Emmanuel was born a few years before me in Nigeria. His parents left him and his 2 brothers in the safe keeping of some older relations and moved to London to further their studies. The idea was after they got their qualifications they would return home. Then civil war broke out and Emmanuel became a refugee.
It was when Emmanuel mentioned the name ‘Biafra’ that I found myself sitting up with a start. Over my lifetime we have had countless wars and famines and disaster appeals. Biafra was the first one I really remember and the reason was ‘The Blue Peter Biafra Appeal’. Blue Peter was a foundation stone in my childhood and I rarely missed a Monday or Thursday programme.
Every year the Blue Peter Appeal would champion some cause or another. In 1968 using what would now be described as distressing images we were told the story of the war and famine in Biafra, West Africa. We were encouraged to collect Wool and Cotton and send it in to Valerie Singleton, Peter Purvis and John Noakes.
Every show would have an update on the totaliser and at the end of the campaign we had raised enough money to provide three hospital trucks, six emergency doctor’s cars and various other equipment and drugs.
Whilst I and my friends had been collecting cotton, having our tea watching Blue Peter, Emmanuel and his family were struggling to survive in a refugee camp where he dreamt of having one meal a day.
When the war ended Emmanuel’s parents decided that they wouldn’t return home but instead Emmanuel and his brothers should join them in London. In the refugee camps one of the other things Emmanuel missed out on was an education. On arrival in London his father took on the role of educator in chief, enrolling them in a local library and encouraging the boys to list any words they came across so that he could help them in a session at the end of the week.
So apart from the Blue Peter Appeal…where is the great connection?
In the notes I had been given I noticed that Emmanuel had been…
‘National Leader of the Apostolic Church, UK, the mother Church of a worldwide body that is present in 100 nations, with an estimated 15 million members’.

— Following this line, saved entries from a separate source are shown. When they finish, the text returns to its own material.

use chrono::{DateTime, NaiveDate, NaiveTime, Utc};
use serde::{Deserialize, Serialize};
use std::collections::HashSet;
use std::fmt;
use uuid::Uuid;

use scheduling_cell::models::{NoShowRisk, SchedulingError};
use shared_models::{Appointment, ProcedureType, Slot};
use shared_store::StoreError;

#[derive(Debug, Clone, thiserror::Error)]
pub enum ConversationError {
    #[error(transparent)]
    Store(#[from] StoreError),

    #[error(transparent)]
    Scheduling(#[from] SchedulingError),
}

#[derive(Debug, Clone, Copy, Serialize, Deserialize, PartialEq, Eq)]
#[serde(rename_all = "snake_case")]
pub enum ConversationStep {
    Greeting,
    GatheringInfo,
    SuggestingSlots,
    Confirming,
    Correcting,
    Completed,
    Escalated,
}

impl ConversationStep {
    pub fn is_terminal(&self) -> bool {
        matches!(self, ConversationStep::Completed | ConversationStep::Escalated)
    }
}

impl fmt::Display for ConversationStep {
    fn fmt(&self, f: &mut fmt::Formatter<'_>) -> fmt::Result {
        match self {
            ConversationStep::Greeting => write!(f, "greeting"),
            ConversationStep::GatheringInfo => write!(f, "gathering_info"),
            ConversationStep::SuggestingSlots => write!(f, "suggesting_slots"),
            ConversationStep::Confirming => write!(f, "confirming"),
            ConversationStep::Correcting => write!(f, "correcting"),
            ConversationStep::Completed => write!(f, "completed"),
            ConversationStep::Escalated => write!(f, "escalated"),
        }
    }
}

/// The booking fields the conversation collects, in prompting order.
#[derive(Debug, Clone, Copy, Serialize, Deserialize, PartialEq, Eq, Hash)]
#[serde(rename_all = "snake_case")]
pub enum BookingField {
    Date,
    Time,
    Procedure,
    Name,
    Contact,
}

impl BookingField {
    pub const ORDERED: [BookingField; 5] = [
        BookingField::Date,
        BookingField::Time,
        BookingField::Procedure,
        BookingField::Name,
        BookingField::Contact,
    ];

    pub fn prompt(&self) -> &'static str {
        match self {
            BookingField::Date => "What day would you like to come in?",
            BookingField::Time => "What time works best for you?",
            BookingField::Procedure => "What kind of visit is this? For example a cleaning, a checkup, or a filling.",
            BookingField::Name => "Can I have your name, please?",
            BookingField::Contact => "What's the best phone number or email to reach you?",
        }
    }
}

#[derive(Debug, Clone, Copy, Serialize, Deserialize, PartialEq, Eq)]
#[serde(rename_all = "snake_case")]
pub enum RequestedAction {
    Cancel,
    Reschedule,
    Emergency,
}

/// How sure the extractor is about a value. Explicit values may overwrite a
/// previously confirmed field; inferred ones never do.
#[derive(Debug, Clone, Copy, Serialize, Deserialize, PartialEq, Eq)]
#[serde(rename_all = "snake_case")]
pub enum Confidence {
    Explicit,
    Inferred,
}

/// Everything a single utterance yielded.
#[derive(Debug, Clone, Default)]
pub struct ExtractedEntities {
    pub date: Option<(NaiveDate, Confidence)>,
    pub time: Option<(NaiveTime, Confidence)>,
    pub procedure: Option<ProcedureType>,
    pub name: Option<String>,
    pub phone: Option<String>,
    pub email: Option<String>,
    pub action: Option<RequestedAction>,
    pub affirmative: bool,
    pub negative: bool,
    /// Zero-based index into previously suggested slots ("the first one").
    pub choice: Option<usize>,
}

impl ExtractedEntities {
    pub fn contact(&self) -> Option<&str> {
        self.phone.as_deref().or(self.email.as_deref())
    }
}

/// Accumulated booking details plus the set of fields the patient has
/// explicitly confirmed. Confirmed fields survive corrections; an explicit
/// restatement overwrites the value and drops the confirmation.
#[derive(Debug, Clone, Default, Serialize, Deserialize)]
pub struct BookingData {
    pub date: Option<NaiveDate>,
    pub time: Option<NaiveTime>,
    pub procedure: Option<ProcedureType>,
    pub name: Option<String>,
    pub contact: Option<String>,
    pub confirmed: HashSet<BookingField>,
}

impl BookingData {
    pub fn apply(&mut self, entities: &ExtractedEntities) {
        if let Some((date, confidence)) = entities.date {
            if self.overwritable(BookingField::Date, confidence) {
                self.date = Some(date);
            }
        }
        if let Some((time, confidence)) = entities.time {
            if self.overwritable(BookingField::Time, confidence) {
                self.time = Some(time);
            }
        }
        if let Some(procedure) = entities.procedure {
            if self.overwritable(BookingField::Procedure, Confidence::Explicit) {
                self.procedure = Some(procedure);
            }
        }
        if let Some(name) = &entities.name {
            if self.overwritable(BookingField::Name, Confidence::Explicit) {
                self.name = Some(name.clone());
            }
        }
        if let Some(contact) = entities.contact() {
            if self.overwritable(BookingField::Contact, Confidence::Explicit) {
                self.contact = Some(contact.to_string());
            }
        }
    }

    /// A confirmed field blocks inferred updates; an explicit restatement
    /// wins, but the field must then be re-confirmed.
    fn overwritable(&mut self, field: BookingField, confidence: Confidence) -> bool {
        if !self.confirmed.contains(&field) {
            return true;
        }
        if confidence == Confidence::Explicit {
            self.confirmed.remove(&field);
            return true;
        }
        false
    }

    pub fn confirm(&mut self, field: BookingField) {
        self.confirmed.insert(field);
    }

    /// Drops everything the patient has not explicitly confirmed.
    pub fn clear_unconfirmed(&mut self) {
        if !self.confirmed.contains(&BookingField::Date) {
            self.date = None;
        }
        if !self.confirmed.contains(&BookingField::Time) {
            self.time = None;
        }
        if !self.confirmed.contains(&BookingField::Procedure) {
            self.procedure = None;
        }
        if !self.confirmed.contains(&BookingField::Name) {
            self.name = None;
        }
        if !self.confirmed.contains(&BookingField::Contact) {
            self.contact = None;
        }
    }

    pub fn missing_fields(&self) -> Vec<BookingField> {
        BookingField::ORDERED
            .iter()
            .copied()
            .filter(|field| match field {
                BookingField::Date => self.date.is_none(),
                BookingField::Time => self.time.is_none(),
                BookingField::Procedure => self.procedure.is_none(),
                BookingField::Name => self.name.is_none(),
                BookingField::Contact => self.contact.is_none(),
            })
            .collect()
    }

    pub fn has_slot(&self) -> bool {
        self.date.is_some() && self.time.is_some()
    }

    pub fn has_identity(&self) -> bool {
        self.name.is_some() && self.contact.is_some()
    }
}

/// A slot the engine has verified as free and is waiting for the patient to
/// confirm.
#[derive(Debug, Clone, Serialize, Deserialize)]
pub struct PendingAppointment {
    pub start_time: DateTime<Utc>,
    pub duration_minutes: i64,
    pub procedure: ProcedureType,
    pub emergency: bool,
}

#[derive(Debug, Clone, Copy, Serialize, Deserialize, PartialEq, Eq)]
#[serde(rename_all = "snake_case")]
pub enum Speaker {
    Patient,
    Assistant,
}

#[derive(Debug, Clone, Serialize, Deserialize)]
pub struct Turn {
    pub speaker: Speaker,
    pub text: String,
    pub at: DateTime<Utc>,
}

#[derive(Debug, Clone, Copy, Serialize, Deserialize, PartialEq, Eq)]
#[serde(rename_all = "snake_case")]
pub enum EscalationReason {
    Frustration,
    RepeatedErrors,
    EmergencyUnplaceable,
    NoKnownAppointment,
}

/// Per-conversation working memory. Lives in the conversation store keyed by
/// session id and is garbage-collected after the idle timeout.
#[derive(Debug, Clone, Serialize, Deserialize)]
pub struct ConversationState {
    pub id: String,
    pub patient_id: Uuid,
    pub step: ConversationStep,
    pub data: BookingData,
    pub history: Vec<Turn>,
    pub pending: Option<PendingAppointment>,
    pub suggested: Vec<Slot>,
    /// Consecutive turns spent on the same step.
    pub attempts: u32,
    /// Dependency failures in this conversation.
    pub error_count: u32,
    pub booked_appointment_id: Option<Uuid>,
    pub created_at: DateTime<Utc>,
    pub last_active: DateTime<Utc>,
}

impl ConversationState {
    pub fn new(id: impl Into<String>, patient_id: Uuid, now: DateTime<Utc>) -> Self {
        Self {
            id: id.into(),
            patient_id,
            step: ConversationStep::Greeting,
            data: BookingData::default(),
            history: Vec::new(),
            pending: None,
            suggested: Vec::new(),
            attempts: 0,
            error_count: 0,
            booked_appointment_id: None,
            created_at: now,
            last_active: now,
        }
    }

    pub fn record(&mut self, speaker: Speaker, text: impl Into<String>, at: DateTime<Utc>) {
        self.history.push(Turn {
            speaker,
            text: text.into(),
            at,
        });
    }

    /// Ready for another booking after a completed one; the committed
    /// appointment id is kept so "cancel that" still works.
    pub fn begin_new_booking(&mut self) {
        self.step = ConversationStep::Greeting;
        self.data = BookingData::default();
        self.pending = None;
        self.suggested.clear();
        self.attempts = 0;
    }
}

/// Caller-supplied context for one turn: who is talking (when the channel
/// already knows) and which chair to book against.
#[derive(Debug, Clone)]
pub struct TurnContext {
    pub patient_id: Option<Uuid>,
}

impl Default for TurnContext {
    fn default() -> Self {
        Self { patient_id: None }
    }
}

/// Everything the channel needs to respond to the patient after one turn.
#[derive(Debug, Clone)]
pub struct TurnResponse {
    pub reply: String,
    pub step: ConversationStep,
    pub appointment_booked: bool,
    pub appointment: Option<Appointment>,
    pub alternatives: Vec<Slot>,
    pub needs_human_help: bool,
    pub escalation_reason: Option<EscalationReason>,
    pub is_emergency: bool,
    pub no_show_risk: Option<NoShowRisk>,
}

impl TurnResponse {
    pub fn reply(text: impl Into<String>, step: ConversationStep) -> Self {
        Self {
            reply: text.into(),
            step,
            appointment_booked: false,
            appointment: None,
            alternatives: Vec::new(),
            needs_human_help: false,
            escalation_reason: None,
            is_emergency: false,
            no_show_risk: None,
        }
    }
}

#[cfg(test)]
mod tests {
    use super::*;

    #[test]
    fn missing_fields_follow_prompting_order() {
        let mut data = BookingData::default();
        assert_eq!(data.missing_fields(), BookingField::ORDERED.to_vec());

        data.time = Some(NaiveTime::from_hms_opt(10, 0, 0).unwrap());
        data.name = Some("Jane Doe".to_string());
        assert_eq!(
            data.missing_fields(),
            vec![BookingField::Date, BookingField::Procedure, BookingField::Contact]
        );
    }

    #[test]
    fn inferred_values_never_touch_confirmed_fields() {
        let mut data = BookingData::default();
        let confirmed_date = NaiveDate::from_ymd_opt(2025, 6, 3).unwrap();
        data.date = Some(confirmed_date);
        data.confirm(BookingField::Date);

        let mut entities = ExtractedEntities::default();
        entities.date = Some((
            NaiveDate::from_ymd_opt(2025, 6, 4).unwrap(),
            Confidence::Inferred,
        ));
        data.apply(&entities);
        assert_eq!(data.date, Some(confirmed_date));

        entities.date = Some((
            NaiveDate::from_ymd_opt(2025, 6, 4).unwrap(),
            Confidence::Explicit,
        ));
        data.apply(&entities);
        assert_eq!(data.date, NaiveDate::from_ymd_opt(2025, 6, 4));
        assert!(!data.confirmed.contains(&BookingField::Date));
    }

    #[test]
    fn clearing_unconfirmed_spares_confirmed_fields() {
        let mut data = BookingData::default();
        data.date = Some(NaiveDate::from_ymd_opt(2025, 6, 3).unwrap());
        data.name = Some("Jane Doe".to_string());
        data.confirm(BookingField::Name);

        data.clear_unconfirmed();
        assert!(data.date.is_none());
        assert_eq!(data.name.as_deref(), Some("Jane Doe"));
    }
}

As we got to that part of the story I said one word ‘Arnallt!’. When I said that word Emmanuel started laughing out loud. ‘Arnallt, you know Arnallt?’
Now I should say Arnallt Morgan is the Senior Pastor of the Waterfront Community Church in Swansea which is part of the Apostolic Church.
The Apostolic Church grew out of the 1904 Welsh Revival. In January 1911 in the little village of Penygroes, there was a ‘mighty outpouring of the Holy Spirit’ which resulted in
‘bliss such that it seemed as if the people had already entered into heaven.’
The church grew and set up sister churches around the country and around the world. When Emmanuel arrived in London he and his family attended the All Nations, Apostolic Church in Vauxhall and that is where he found his own faith.
As the new congregations grew around the world that description of All Nations became more and more significant but the love for their Welsh roots has always been strong. Every year Apostolics from all over the world would travel to Wales for the Penygroes Convention. In later years the convention moved to Swansea and other Welsh venues.
That is how Emmanuel had got to know Arnallt and so many more people that we have in common.
Sadly, Pastor Warren Jones, a great ‘Man of God’ who was National Leader of the Apostolic prior to Emmanuel taking over the role recently passed away. Emmanuel is hoping to be at the Funeral. Maybe I’ll meet Brother Emmanuel in person sooner than I thought.